Work instruction =>
Provide only the number of lines in the listing that contain the word "Returns".

Material for this task =>
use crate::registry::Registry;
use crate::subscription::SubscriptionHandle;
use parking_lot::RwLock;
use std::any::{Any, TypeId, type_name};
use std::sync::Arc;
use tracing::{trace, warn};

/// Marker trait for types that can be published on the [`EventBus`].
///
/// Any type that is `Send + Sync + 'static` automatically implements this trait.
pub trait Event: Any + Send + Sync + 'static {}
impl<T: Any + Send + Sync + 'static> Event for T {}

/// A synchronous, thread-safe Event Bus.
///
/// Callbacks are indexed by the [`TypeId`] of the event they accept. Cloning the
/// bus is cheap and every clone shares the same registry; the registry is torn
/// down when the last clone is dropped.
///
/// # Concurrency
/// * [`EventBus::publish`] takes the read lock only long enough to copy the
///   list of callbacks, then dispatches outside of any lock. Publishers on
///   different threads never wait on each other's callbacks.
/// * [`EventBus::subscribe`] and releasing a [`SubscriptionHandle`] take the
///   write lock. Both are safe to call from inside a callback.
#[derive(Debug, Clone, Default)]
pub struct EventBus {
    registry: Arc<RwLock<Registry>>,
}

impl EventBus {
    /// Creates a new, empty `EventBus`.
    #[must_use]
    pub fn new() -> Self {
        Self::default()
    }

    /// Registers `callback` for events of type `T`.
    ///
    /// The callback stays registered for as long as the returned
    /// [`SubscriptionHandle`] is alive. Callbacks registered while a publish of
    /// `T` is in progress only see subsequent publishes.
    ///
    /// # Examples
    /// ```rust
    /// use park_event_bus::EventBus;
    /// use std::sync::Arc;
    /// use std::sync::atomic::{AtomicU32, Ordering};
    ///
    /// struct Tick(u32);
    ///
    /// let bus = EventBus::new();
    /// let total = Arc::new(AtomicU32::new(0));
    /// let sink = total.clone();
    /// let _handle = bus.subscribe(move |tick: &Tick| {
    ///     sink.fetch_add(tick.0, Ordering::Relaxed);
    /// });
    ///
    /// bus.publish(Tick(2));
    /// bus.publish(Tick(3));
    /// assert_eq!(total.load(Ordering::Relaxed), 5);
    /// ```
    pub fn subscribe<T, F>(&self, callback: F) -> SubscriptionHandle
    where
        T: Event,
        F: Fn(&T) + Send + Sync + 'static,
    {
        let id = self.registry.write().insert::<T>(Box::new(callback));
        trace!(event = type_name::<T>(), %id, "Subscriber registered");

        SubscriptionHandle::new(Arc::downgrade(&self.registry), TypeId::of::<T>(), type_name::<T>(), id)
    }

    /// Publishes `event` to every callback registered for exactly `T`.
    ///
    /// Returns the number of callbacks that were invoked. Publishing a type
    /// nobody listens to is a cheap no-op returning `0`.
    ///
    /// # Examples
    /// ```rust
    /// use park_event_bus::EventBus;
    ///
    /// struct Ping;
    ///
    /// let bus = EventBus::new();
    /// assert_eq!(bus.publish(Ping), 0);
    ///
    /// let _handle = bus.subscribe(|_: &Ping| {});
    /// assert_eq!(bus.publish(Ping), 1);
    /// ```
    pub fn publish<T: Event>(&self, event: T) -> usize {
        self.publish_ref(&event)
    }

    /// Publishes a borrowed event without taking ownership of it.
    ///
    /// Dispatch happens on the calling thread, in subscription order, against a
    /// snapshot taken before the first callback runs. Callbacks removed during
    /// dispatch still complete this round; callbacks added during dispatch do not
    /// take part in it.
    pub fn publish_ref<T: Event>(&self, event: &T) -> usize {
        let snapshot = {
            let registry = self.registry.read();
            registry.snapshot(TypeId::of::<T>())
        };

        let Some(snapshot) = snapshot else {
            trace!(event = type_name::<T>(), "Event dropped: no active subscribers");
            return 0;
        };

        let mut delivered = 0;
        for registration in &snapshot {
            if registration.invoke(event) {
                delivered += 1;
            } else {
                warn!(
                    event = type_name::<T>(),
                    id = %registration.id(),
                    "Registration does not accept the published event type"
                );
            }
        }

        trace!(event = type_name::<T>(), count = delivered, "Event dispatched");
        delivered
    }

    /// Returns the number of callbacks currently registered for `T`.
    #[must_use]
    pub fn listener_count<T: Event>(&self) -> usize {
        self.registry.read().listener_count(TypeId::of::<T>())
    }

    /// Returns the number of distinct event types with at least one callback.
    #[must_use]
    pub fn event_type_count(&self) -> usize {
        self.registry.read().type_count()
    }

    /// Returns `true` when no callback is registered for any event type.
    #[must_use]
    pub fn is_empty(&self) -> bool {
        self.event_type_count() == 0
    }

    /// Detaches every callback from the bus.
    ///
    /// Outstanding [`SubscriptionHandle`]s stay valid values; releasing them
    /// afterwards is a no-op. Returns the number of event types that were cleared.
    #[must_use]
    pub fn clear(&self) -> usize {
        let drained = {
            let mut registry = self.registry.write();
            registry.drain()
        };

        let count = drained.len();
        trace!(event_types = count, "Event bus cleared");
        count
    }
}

Completed task =>
5